As a general rule: any SSD benchmark that gives you a result of over 1GB/s is not measuring what's actually most important for day to day interactive use. And anything that's within a factor of two of the SSD's marketing numbers is probably relevant only to copying a single file to or from another SSD.
A 128GB 2TB Dell Pro Max with Nvidia GB10 is about $4200, a Mac Studio with 128GB RAM and 2TB storage is $4100. So pretty comparable. I think Dell's pricing has been rocked more by the RAM shortage too.
Unfortunately the GB10 is incredibly bandwith starved. You get 128gb ram, but only 270GB/s bandwidth. The M3 Ultra mac studio gets you 820GB/s. (The M4 max is at 410GB/s. I'm not aware of any workload that gets the GB10 to it's theoretical peakflops.
From the spec sheets I’m looking at, it is not. I’m seeing models of the Dell Pro Max with 128 GB of DDR5-6400 as CAMM2, then a separate memory of up to 24 GB on the GPU. CAMM2 does not make the memory unified.
You're not looking at the right thing. Dell's naming is horrible. Dell Pro Max with GB10 (https://www.dell.com/en-us/shop/cty/pdp/spd/dell-pro-max-fcm...). It's a very different computer than what you're looking at and has 128GB LPDDR5X unified memory.
AFAIK, for the unified bandwidth, it depends mostly on the CPU, for M4 Max (I think it's the default today?) it does ~550 GB/s, while GB10 does ~270 GB/s, so about a 2x difference between the two. For comparison, RTX Pro 6000 does 1.8 TB/s, pretty much the same as what a 5090 does, which is probably the fastest/best GPUs a prosumer reasonable could get.
For N64 and back, a MiSTer is a good option these days. Because of the Mister Pi and QM-Tech clones and clones of the clones prices have dropped a fair bit.

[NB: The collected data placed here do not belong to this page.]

/**
 * WebSocket Transport
 *
 * The persistent bidirectional channel. Authentication runs once, at
 * handshake time, before the connection is admitted: the credential comes
 * from the Authorization header or, because browsers cannot set headers on
 * an upgrade request, from the `token` query parameter. A handshake without
 * a valid token is rejected with 401 and no connection is registered.
 *
 * An admitted connection subscribes to the broadcast hub and receives every
 * task change event as a JSON text frame, including echoes of its own
 * mutations. No client-to-server events are defined; inbound frames other
 * than close are ignored.
 */

use std::collections::HashMap;

use axum::{
    extract::{
        ws::{Message, WebSocket, WebSocketUpgrade},
        Query, State,
    },
    http::HeaderMap,
    response::Response,
};
use futures_util::{sink::SinkExt, stream::StreamExt};
use tokio::sync::broadcast::error::RecvError;
use uuid::Uuid;

use crate::auth::tokens::{verify_token, Claims};
use crate::error::ApiError;
use crate::middleware::auth::bearer_token;
use crate::server::state::AppState;

/// WebSocket upgrade handler for GET /ws
///
/// Verifies the handshake credential before upgrading; all three auth
/// failure modes reject the handshake itself.
pub async fn ws_handler(
    ws: WebSocketUpgrade,
    State(state): State<AppState>,
    headers: HeaderMap,
    Query(params): Query<HashMap<String, String>>,
) -> Result<Response, ApiError> {
    let token = match bearer_token(&headers) {
        Ok(token) => token.to_owned(),
        Err(ApiError::MissingCredential) => params
            .get("token")
            .cloned()
            .ok_or(ApiError::MissingCredential)?,
        Err(e) => return Err(e),
    };

    let claims = verify_token(&state.jwt_secret, &token).map_err(|e| {
        tracing::warn!("WebSocket handshake rejected: {}", e);
        e
    })?;

    Ok(ws.on_upgrade(move |socket| handle_socket(socket, state, claims)))
}

/// Drive one admitted connection until it disconnects.
///
/// Subscribing to the hub is what registers the connection; dropping the
/// receiver when either task finishes is what deregisters it. Disconnects
/// have no further side effects.
async fn handle_socket(socket: WebSocket, state: AppState, claims: Claims) {
    let connection_id = Uuid::new_v4();
    let mut rx = state.events.subscribe();
    let (mut sender, mut receiver) = socket.split();

    tracing::info!(
        "WebSocket client connected: {} ({})",
        connection_id,
        claims.email
    );

    // Forward every broadcast event to this client. A failed send means the
    // peer is gone; only this connection's loop ends.
    let mut send_task = tokio::spawn(async move {
        loop {
            match rx.recv().await {
                Ok(event) => {
                    let frame = match serde_json::to_string(&event) {
                        Ok(frame) => frame,
                        Err(e) => {
                            tracing::error!("Failed to serialize task event: {:?}", e);
                            continue;
                        }
                    };
                    if sender.send(Message::Text(frame.into())).await.is_err() {
                        break;
                    }
                }
                Err(RecvError::Lagged(skipped)) => {
                    tracing::warn!("WebSocket receiver lagged, skipped {} events", skipped);
                }
                Err(RecvError::Closed) => break,
            }
        }
    });

    // Drain inbound frames so close is noticed promptly.
    let mut recv_task = tokio::spawn(async move {
        while let Some(Ok(message)) = receiver.next().await {
            if let Message::Close(_) = message {
                break;
            }
        }
    });

    tokio::select! {
        _ = &mut send_task => recv_task.abort(),
        _ = &mut recv_task => send_task.abort(),
    }

    tracing::info!("WebSocket client disconnected: {}", connection_id);
}
/**
 * Task Change Events
 *
 * Transient notifications describing the outcome of a successful mutation.
 * Events are never persisted; they exist only on the wire between the
 * mutation that produced them and the connections that observe them.
 *
 * # Wire Format
 *
 * Each event is one JSON frame of the form `{"event": <kind>, "data": ...}`:
 *
 * - `taskAdded` - data is the full stored task, including its assigned
 *   identifier and creation timestamp
 * - `taskUpdated` - data is `{"id": ..., ...changedFields}`, reflecting what
 *   changed rather than the full resulting task
 * - `taskDeleted` - data is the bare identifier string
 */

use serde::{Deserialize, Serialize};
use serde_json::{Map, Value};
use uuid::Uuid;

use crate::tasks::model::Task;

/// Kind of task change.
#[derive(Debug, Clone, Copy, PartialEq, Eq, Serialize, Deserialize)]
#[serde(rename_all = "camelCase")]
pub enum TaskEventKind {
    TaskAdded,
    TaskUpdated,
    TaskDeleted,
}

/// A task change event broadcast to every admitted connection.
#[derive(Debug, Clone, PartialEq, Serialize, Deserialize)]
pub struct TaskEvent {
    /// What happened
    pub event: TaskEventKind,
    /// Kind-specific payload, see the module docs for shapes
    pub data: Value,
}

impl TaskEvent {
    /// Event for a freshly created task. Carries the full stored task.
    pub fn added(task: &Task) -> Self {
        Self {
            event: TaskEventKind::TaskAdded,
            data: task.to_json(),
        }
    }

    /// Event for a partial update. Carries the identifier plus exactly the
    /// fields that were merged.
    pub fn updated(id: Uuid, changed: &Map<String, Value>) -> Self {
        let mut data = Map::with_capacity(changed.len() + 1);
        data.insert("id".to_string(), Value::String(id.to_string()));
        for (key, value) in changed {
            data.insert(key.clone(), value.clone());
        }
        Self {
            event: TaskEventKind::TaskUpdated,
            data: Value::Object(data),
        }
    }

    /// Event for a deletion. Carries the bare identifier string.
    pub fn deleted(id: Uuid) -> Self {
        Self {
            event: TaskEventKind::TaskDeleted,
            data: Value::String(id.to_string()),
        }
    }
}
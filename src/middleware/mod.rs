//! Middleware Module
//!
//! Request-processing middleware. Currently this is the access guard that
//! protects the task routes.

/// Access guard middleware
pub mod auth;

pub use auth::{auth_middleware, bearer_token, AuthUser, AuthenticatedUser};
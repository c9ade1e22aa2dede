/**
 * User Records and Database Operations
 *
 * This module handles user records. A user is an arbitrary document keyed by
 * a unique email; beyond the email the server does not interpret the record.
 */

use async_trait::async_trait;
use chrono::{DateTime, Utc};
use serde_json::{Map, Value};
use sqlx::postgres::PgRow;
use sqlx::types::Json;
use sqlx::{PgPool, Row};
use uuid::Uuid;

/// A stored user record.
#[derive(Debug, Clone)]
pub struct User {
    /// Unique user ID, assigned on insert
    pub id: Uuid,
    /// Email address, unique across the collection
    pub email: String,
    /// The rest of the record, kept opaque
    pub profile: Map<String, Value>,
    /// Created at timestamp
    pub created_at: DateTime<Utc>,
}

/// Storage operations for user records.
///
/// Registration only needs an existence check followed by an insert, so the
/// surface is deliberately small.
#[async_trait]
pub trait UserStore: Send + Sync {
    /// Look up a user by email.
    async fn find_by_email(&self, email: &str) -> Result<Option<User>, sqlx::Error>;

    /// Insert a new user record. The store assigns the identifier.
    async fn insert(&self, email: &str, profile: &Map<String, Value>)
        -> Result<User, sqlx::Error>;
}

/// Postgres-backed user store.
#[derive(Debug, Clone)]
pub struct PgUserStore {
    pool: PgPool,
}

impl PgUserStore {
    pub fn new(pool: PgPool) -> Self {
        Self { pool }
    }
}

fn row_to_user(row: PgRow) -> Result<User, sqlx::Error> {
    let Json(profile): Json<Map<String, Value>> = row.try_get("profile")?;
    Ok(User {
        id: row.try_get("id")?,
        email: row.try_get("email")?,
        profile,
        created_at: row.try_get("created_at")?,
    })
}

#[async_trait]
impl UserStore for PgUserStore {
    async fn find_by_email(&self, email: &str) -> Result<Option<User>, sqlx::Error> {
        let row = sqlx::query(
            r#"
            SELECT id, email, profile, created_at
            FROM users
            WHERE email = $1
            "#,
        )
        .bind(email)
        .fetch_optional(&self.pool)
        .await?;

        row.map(row_to_user).transpose()
    }

    async fn insert(
        &self,
        email: &str,
        profile: &Map<String, Value>,
    ) -> Result<User, sqlx::Error> {
        let id = Uuid::new_v4();
        let created_at = Utc::now();

        sqlx::query(
            r#"
            INSERT INTO users (id, email, profile, created_at)
            VALUES ($1, $2, $3, $4)
            "#,
        )
        .bind(id)
        .bind(email)
        .bind(Json(profile))
        .bind(created_at)
        .execute(&self.pool)
        .await?;

        Ok(User {
            id,
            email: email.to_string(),
            profile: profile.clone(),
            created_at,
        })
    }
}
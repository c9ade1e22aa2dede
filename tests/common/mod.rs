//! Shared helpers for integration tests.
//!
//! The HTTP tests run against the real router and middleware with in-memory
//! stores behind the service layer, so no database is needed.

use std::collections::HashMap;
use std::sync::{Arc, Mutex};

use async_trait::async_trait;
use chrono::{DateTime, Utc};
use serde_json::{Map, Value};
use uuid::Uuid;

use boardsync::auth::tokens::{issue_token, TOKEN_TTL};
use boardsync::auth::users::{User, UserStore};
use boardsync::realtime::broadcast::{event_channel, TaskEventBroadcast};
use boardsync::routes::create_router;
use boardsync::server::AppState;
use boardsync::tasks::model::Task;
use boardsync::tasks::service::TaskService;
use boardsync::tasks::store::TaskStore;

pub const TEST_SECRET: &str = "integration-test-secret";

/// In-memory user store keyed by email.
#[derive(Default)]
pub struct MemoryUserStore {
    users: Mutex<HashMap<String, User>>,
}

#[async_trait]
impl UserStore for MemoryUserStore {
    async fn find_by_email(&self, email: &str) -> Result<Option<User>, sqlx::Error> {
        Ok(self.users.lock().unwrap().get(email).cloned())
    }

    async fn insert(
        &self,
        email: &str,
        profile: &Map<String, Value>,
    ) -> Result<User, sqlx::Error> {
        let user = User {
            id: Uuid::new_v4(),
            email: email.to_string(),
            profile: profile.clone(),
            created_at: Utc::now(),
        };
        self.users
            .lock()
            .unwrap()
            .insert(email.to_string(), user.clone());
        Ok(user)
    }
}

/// In-memory task store with the same rows-affected semantics as the
/// Postgres gateway.
#[derive(Default)]
pub struct MemoryTaskStore {
    tasks: Mutex<HashMap<Uuid, Task>>,
}

#[async_trait]
impl TaskStore for MemoryTaskStore {
    async fn insert(
        &self,
        fields: &Map<String, Value>,
        created_at: DateTime<Utc>,
    ) -> Result<Task, sqlx::Error> {
        let task = Task {
            id: Uuid::new_v4(),
            created_at,
            fields: fields.clone(),
        };
        self.tasks.lock().unwrap().insert(task.id, task.clone());
        Ok(task)
    }

    async fn list(&self) -> Result<Vec<Task>, sqlx::Error> {
        let mut tasks: Vec<Task> = self.tasks.lock().unwrap().values().cloned().collect();
        tasks.sort_by_key(|task| task.created_at);
        Ok(tasks)
    }

    async fn merge_fields(
        &self,
        id: Uuid,
        fields: &Map<String, Value>,
    ) -> Result<u64, sqlx::Error> {
        let mut tasks = self.tasks.lock().unwrap();
        match tasks.get_mut(&id) {
            Some(task) => {
                for (key, value) in fields {
                    task.fields.insert(key.clone(), value.clone());
                }
                Ok(1)
            }
            None => Ok(0),
        }
    }

    async fn remove(&self, id: Uuid) -> Result<u64, sqlx::Error> {
        Ok(self.tasks.lock().unwrap().remove(&id).map_or(0, |_| 1))
    }
}

/// Build an application state backed by in-memory stores. Returns the
/// broadcast sender too so tests can observe fan-out.
pub fn test_state() -> (AppState, TaskEventBroadcast) {
    let events = event_channel();
    let tasks = TaskService::new(Arc::new(MemoryTaskStore::default()), events.clone());

    let state = AppState {
        users: Arc::new(MemoryUserStore::default()),
        tasks,
        events: events.clone(),
        jwt_secret: Arc::from(TEST_SECRET),
        secure_cookies: false,
    };
    (state, events)
}

/// Build a test server over the real router.
pub fn test_server() -> (axum_test::TestServer, TaskEventBroadcast) {
    let (state, events) = test_state();
    let server = axum_test::TestServer::new(create_router(state)).unwrap();
    (server, events)
}

/// A valid Authorization header value for the given principal.
pub fn bearer_for(email: &str) -> String {
    let token = issue_token(TEST_SECRET, email.to_string(), Map::new(), TOKEN_TTL).unwrap();
    format!("Bearer {token}")
}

Cheap generic upscalers add significant latency and worse non-consistent latency. It might be OK for a turn based RPG like Persona 3, but it will drive you mad for games like DDR, Guitar Hero or heavily action based games.
As I said the results were "ok". Obviously you would need to buy a retrotink or something similar to have the best results but all but the most expensive models are often out of stock.
The biggest issue is that some stretch picture IMO. The latency is greatly exaggerated IME. I just used an older TV with a built in good upscaler (newer TV have worse upscalers).
IDK, when I tried one DKC was completely unplayable. For some games it's very important. This has been a well documented problem with the cheap scalers.
They have other issues too and RetroRGB has a good video going over the problems:
Not all TVs support 240p over component either, especially from the late 2000s/early 2010s which means you can run into problems with some PS1 games on a PS2 or earlier consoles.
I am aware of all this. This is why I said that depending on the box it can be either total garbage or "ok". At this point any emulation is always going to be easier.
Eh, while they do need a Wii U Game Pad, once you're past setup you don't really need it except for a handful of games. Maybe to do the occasional settings change. If you're just using it as a Wii you can also press B on the Wii Remote while booting to boot straight into Wii Mode too.
I wouldn't recommend it for non-technical people, but people here would probably be fine.